On the seventh day of the Genesis creation poem, God finished his good (not perfect) work and rested—a term implying two separate ideas: (1) he took a break and (2) he took up residence in his earthly temple of Eden. The good (not perfect) humans he designed to take care of his good (not perfect) creation would handle things from there as their descendants eventually left his temple presence and went out to cultivate the rest of the earth to look like his garden.
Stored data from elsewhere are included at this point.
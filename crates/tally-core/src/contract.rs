//! The settlement contract: the one rule set every party runs against a
//! proposed transaction before signing it.
//!
//! Verification is pure and deterministic. Roles are matched through
//! [`Party`]'s canonical equality, and a settlement must carry each party's
//! owning key over from the obligations it consumes.

use std::collections::HashSet;

use crate::error::ContractError;
use crate::netting::total_owed_to;
use crate::records::{ObligationRecord, SettlementRecord};
use crate::transaction::{Action, Transaction};
use crate::types::{OwningKey, Party};

/// Rule set for obligation and settlement transactions.
pub struct SettlementContract;

impl SettlementContract {
    /// Accept or reject a transaction. The error names the first violated rule.
    pub fn verify(tx: &Transaction) -> Result<(), ContractError> {
        match &tx.action {
            Action::Create => Self::verify_create(tx),
            Action::Settle => Self::verify_settle(tx),
            Action::Other(name) => Err(ContractError::UnknownAction(name.clone())),
        }
    }

    fn verify_create(tx: &Transaction) -> Result<(), ContractError> {
        require(tx.inputs.is_empty(), ContractError::CreateConsumesInputs)?;
        require(tx.outputs.len() == 1, ContractError::CreateOutputCount)?;

        let outputs = tx.obligation_outputs();
        require(outputs.len() == tx.outputs.len(), ContractError::InvalidOutputs)?;
        let out = outputs[0];

        require(out.lender != out.borrower, ContractError::LenderIsBorrower)?;
        require(
            signers_cover(&tx.signers, out.participants()),
            ContractError::MissingSigners,
        )?;
        require(out.value > 0, ContractError::NonPositiveValue)?;
        Ok(())
    }

    fn verify_settle(tx: &Transaction) -> Result<(), ContractError> {
        let inputs = tx.obligation_inputs();
        let outputs = tx.settlement_outputs();

        require(!inputs.is_empty(), ContractError::NoObligationInputs)?;
        require(outputs.len() == 1, ContractError::SettlementOutputCount)?;
        require(tx.outputs.len() == outputs.len(), ContractError::InvalidOutputs)?;
        require(tx.inputs.len() == inputs.len(), ContractError::InvalidInputs)?;

        let out = outputs[0];

        require(
            signers_cover(&tx.signers, out.participants()),
            ContractError::MissingSigners,
        )?;
        require(
            inputs.iter().all(|iou| obligation_parties_distinct(iou)),
            ContractError::InputPartiesNotDistinct,
        )?;
        require(out.has_distinct_parties(), ContractError::OutputPartiesNotDistinct)?;
        require(
            inputs.iter().all(|iou| iou.viewer == out.viewer),
            ContractError::ViewerMismatch,
        )?;
        require(
            inputs.iter().all(|iou| {
                is_either(&iou.lender, &out.payer, &out.loaner)
                    && is_either(&iou.borrower, &out.payer, &out.loaner)
            }),
            ContractError::PartyClosure,
        )?;
        require(
            inputs.iter().all(|iou| {
                iou.viewer.is_same_identity(&out.viewer)
                    && keeps_identity(&iou.lender, out)
                    && keeps_identity(&iou.borrower, out)
            }),
            ContractError::PartyKeyMismatch,
        )?;

        // Values are unsigned, so the non-negativity rules hold by construction.

        let debt_of_payer = total_owed_to(inputs.iter().copied(), &out.loaner);
        let debt_of_loaner = total_owed_to(inputs.iter().copied(), &out.payer);
        require(
            debt_of_payer >= debt_of_loaner,
            ContractError::CompensationDirection,
        )?;
        let expected = debt_of_payer - debt_of_loaner;
        require(
            expected == out.value as u128,
            ContractError::CompensationAmount {
                expected,
                actual: out.value,
            },
        )?;
        Ok(())
    }
}

fn require(condition: bool, violation: ContractError) -> Result<(), ContractError> {
    if condition {
        Ok(())
    } else {
        Err(violation)
    }
}

fn signers_cover<'a>(signers: &[OwningKey], parties: impl IntoIterator<Item = &'a Party>) -> bool {
    let declared: HashSet<&OwningKey> = signers.iter().collect();
    parties
        .into_iter()
        .all(|party| declared.contains(party.owning_key()))
}

fn obligation_parties_distinct(iou: &ObligationRecord) -> bool {
    iou.viewer != iou.lender && iou.viewer != iou.borrower && iou.lender != iou.borrower
}

fn is_either(party: &Party, first: &Party, second: &Party) -> bool {
    party == first || party == second
}

fn keeps_identity(party: &Party, out: &SettlementRecord) -> bool {
    party.is_same_identity(&out.payer) || party.is_same_identity(&out.loaner)
}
This being said, it’s no wonder that John references the number seven over fifty times in the Book of Revelation, for all of these themes resurface there. On the seventh day God took a break from making his good (not perfect) creation, but John shows us that God’s alarm is about to go off and day eight of creation is about to begin. On that day, God’s presence shall rest not just in Eden, but on the entire earth as he finally makes it perfect (not good). John shows us that all of the meaning found in the sevens of this age are about to find their ultimate answer in God as the light dawns on the age that is to come.
Today, we take the seventh day of the week to rest so that we might enter into the divine pause between the ages—for just as there are sacred physical spaces on the earth, so there are sacred temporal spaces on the earth calendar. And there in that temporal space, the Holy Spirit teaches us how to lean into the goodness he designed us with, so that we might lovingly continue to pave the way forward for day eight.